[Saved data entries]
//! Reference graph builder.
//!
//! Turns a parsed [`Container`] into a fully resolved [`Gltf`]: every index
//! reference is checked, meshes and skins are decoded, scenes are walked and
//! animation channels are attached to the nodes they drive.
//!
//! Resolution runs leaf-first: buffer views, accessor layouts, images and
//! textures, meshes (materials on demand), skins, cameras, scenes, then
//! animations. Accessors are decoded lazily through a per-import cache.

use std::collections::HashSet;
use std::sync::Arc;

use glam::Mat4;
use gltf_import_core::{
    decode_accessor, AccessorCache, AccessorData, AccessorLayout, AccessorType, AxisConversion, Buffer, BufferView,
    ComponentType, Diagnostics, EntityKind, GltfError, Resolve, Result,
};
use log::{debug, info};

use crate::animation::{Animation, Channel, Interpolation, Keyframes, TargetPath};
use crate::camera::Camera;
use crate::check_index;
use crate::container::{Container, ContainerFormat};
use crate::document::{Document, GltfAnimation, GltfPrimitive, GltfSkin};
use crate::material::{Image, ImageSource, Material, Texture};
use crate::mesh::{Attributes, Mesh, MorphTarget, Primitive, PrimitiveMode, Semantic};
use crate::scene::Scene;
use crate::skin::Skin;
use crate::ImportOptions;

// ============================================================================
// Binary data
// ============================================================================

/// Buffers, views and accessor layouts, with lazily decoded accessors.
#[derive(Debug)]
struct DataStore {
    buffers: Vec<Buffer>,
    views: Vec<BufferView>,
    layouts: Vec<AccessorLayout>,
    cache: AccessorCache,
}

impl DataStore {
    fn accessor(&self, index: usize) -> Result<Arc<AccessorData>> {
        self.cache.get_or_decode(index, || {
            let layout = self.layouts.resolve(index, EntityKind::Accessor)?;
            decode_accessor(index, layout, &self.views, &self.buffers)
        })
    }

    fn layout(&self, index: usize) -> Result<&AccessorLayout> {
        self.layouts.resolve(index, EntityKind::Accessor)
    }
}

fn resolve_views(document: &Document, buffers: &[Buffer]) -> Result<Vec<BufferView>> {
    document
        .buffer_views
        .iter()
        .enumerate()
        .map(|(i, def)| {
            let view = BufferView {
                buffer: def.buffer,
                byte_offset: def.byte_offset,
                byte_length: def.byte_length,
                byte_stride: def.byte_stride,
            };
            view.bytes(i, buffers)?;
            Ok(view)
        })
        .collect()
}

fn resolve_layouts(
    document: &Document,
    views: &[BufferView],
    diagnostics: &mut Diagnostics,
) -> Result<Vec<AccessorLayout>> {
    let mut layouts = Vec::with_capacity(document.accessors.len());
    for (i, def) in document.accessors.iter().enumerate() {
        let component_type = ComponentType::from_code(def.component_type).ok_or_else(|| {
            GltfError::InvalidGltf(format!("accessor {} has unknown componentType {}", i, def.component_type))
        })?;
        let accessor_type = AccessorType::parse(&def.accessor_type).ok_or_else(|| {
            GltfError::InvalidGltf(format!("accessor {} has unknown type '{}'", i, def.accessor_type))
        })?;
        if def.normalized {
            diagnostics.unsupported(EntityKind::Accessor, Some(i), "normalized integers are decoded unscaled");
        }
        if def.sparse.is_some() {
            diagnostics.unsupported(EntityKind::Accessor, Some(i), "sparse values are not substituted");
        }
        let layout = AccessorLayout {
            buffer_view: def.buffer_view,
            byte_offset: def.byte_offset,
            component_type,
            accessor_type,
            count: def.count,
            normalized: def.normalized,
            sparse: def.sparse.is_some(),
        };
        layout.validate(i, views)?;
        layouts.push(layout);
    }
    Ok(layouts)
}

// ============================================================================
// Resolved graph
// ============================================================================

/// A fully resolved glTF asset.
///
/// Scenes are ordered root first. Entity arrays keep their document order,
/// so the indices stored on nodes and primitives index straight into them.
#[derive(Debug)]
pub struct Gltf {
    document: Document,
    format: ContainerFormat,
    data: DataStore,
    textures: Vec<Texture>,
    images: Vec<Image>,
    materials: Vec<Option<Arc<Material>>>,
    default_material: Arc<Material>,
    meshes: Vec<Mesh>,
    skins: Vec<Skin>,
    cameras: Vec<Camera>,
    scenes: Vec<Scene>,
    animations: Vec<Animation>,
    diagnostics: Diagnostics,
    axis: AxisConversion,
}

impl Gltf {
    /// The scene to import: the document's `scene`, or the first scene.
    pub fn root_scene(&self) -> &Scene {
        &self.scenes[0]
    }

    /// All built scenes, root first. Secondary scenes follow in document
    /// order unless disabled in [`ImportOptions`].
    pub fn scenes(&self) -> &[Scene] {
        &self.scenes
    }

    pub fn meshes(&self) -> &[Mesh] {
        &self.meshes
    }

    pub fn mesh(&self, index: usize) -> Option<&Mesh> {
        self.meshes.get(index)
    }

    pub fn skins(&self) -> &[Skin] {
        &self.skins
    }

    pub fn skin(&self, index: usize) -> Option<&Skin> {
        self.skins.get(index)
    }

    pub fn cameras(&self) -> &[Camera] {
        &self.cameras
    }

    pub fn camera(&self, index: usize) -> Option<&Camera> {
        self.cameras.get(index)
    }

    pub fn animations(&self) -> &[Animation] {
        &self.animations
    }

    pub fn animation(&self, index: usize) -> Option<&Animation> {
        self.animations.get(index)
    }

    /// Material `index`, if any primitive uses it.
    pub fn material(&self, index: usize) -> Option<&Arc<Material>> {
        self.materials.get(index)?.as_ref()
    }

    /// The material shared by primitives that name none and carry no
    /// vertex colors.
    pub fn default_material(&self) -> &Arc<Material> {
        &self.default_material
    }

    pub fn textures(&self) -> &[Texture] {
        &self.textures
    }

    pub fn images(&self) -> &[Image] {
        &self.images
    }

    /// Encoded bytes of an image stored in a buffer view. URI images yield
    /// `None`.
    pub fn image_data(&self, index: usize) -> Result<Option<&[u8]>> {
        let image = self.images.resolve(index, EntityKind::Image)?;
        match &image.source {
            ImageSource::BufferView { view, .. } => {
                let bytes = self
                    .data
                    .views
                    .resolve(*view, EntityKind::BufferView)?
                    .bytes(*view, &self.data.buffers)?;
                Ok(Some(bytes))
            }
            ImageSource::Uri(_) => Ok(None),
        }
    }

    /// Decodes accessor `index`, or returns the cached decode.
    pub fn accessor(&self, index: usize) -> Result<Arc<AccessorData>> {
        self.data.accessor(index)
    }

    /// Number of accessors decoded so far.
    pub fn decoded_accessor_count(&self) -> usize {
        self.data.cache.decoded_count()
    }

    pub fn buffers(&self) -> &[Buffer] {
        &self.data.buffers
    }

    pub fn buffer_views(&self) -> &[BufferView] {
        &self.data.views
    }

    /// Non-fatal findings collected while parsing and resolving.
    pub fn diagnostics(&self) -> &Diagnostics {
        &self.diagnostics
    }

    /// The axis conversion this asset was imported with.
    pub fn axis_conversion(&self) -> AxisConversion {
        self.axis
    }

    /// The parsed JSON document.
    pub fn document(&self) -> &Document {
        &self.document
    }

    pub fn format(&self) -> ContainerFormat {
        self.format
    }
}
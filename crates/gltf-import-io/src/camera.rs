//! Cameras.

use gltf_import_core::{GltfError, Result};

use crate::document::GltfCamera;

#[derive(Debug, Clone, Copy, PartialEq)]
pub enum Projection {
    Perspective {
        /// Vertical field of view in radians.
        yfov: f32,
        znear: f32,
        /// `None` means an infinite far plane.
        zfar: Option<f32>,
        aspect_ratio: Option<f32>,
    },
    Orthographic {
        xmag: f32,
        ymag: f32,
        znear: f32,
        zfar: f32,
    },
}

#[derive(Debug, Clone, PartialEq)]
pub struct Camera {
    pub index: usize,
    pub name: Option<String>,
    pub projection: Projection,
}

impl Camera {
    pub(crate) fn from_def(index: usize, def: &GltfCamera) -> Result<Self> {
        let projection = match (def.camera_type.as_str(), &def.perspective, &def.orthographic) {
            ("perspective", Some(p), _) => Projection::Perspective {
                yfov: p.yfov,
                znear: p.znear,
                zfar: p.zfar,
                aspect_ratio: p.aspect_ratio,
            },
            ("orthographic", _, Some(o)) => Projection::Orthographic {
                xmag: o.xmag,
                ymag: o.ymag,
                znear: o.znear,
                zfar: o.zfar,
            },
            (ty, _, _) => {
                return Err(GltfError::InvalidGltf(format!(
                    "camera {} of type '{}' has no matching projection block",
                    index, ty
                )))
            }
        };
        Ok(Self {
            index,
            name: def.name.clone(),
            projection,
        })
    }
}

- _Problem details_
Show every line from the entries above in which "primitives" appears.

- _Output below_
/// so the indices stored on nodes and primitives index straight into them.
    /// The material shared by primitives that name none and carry no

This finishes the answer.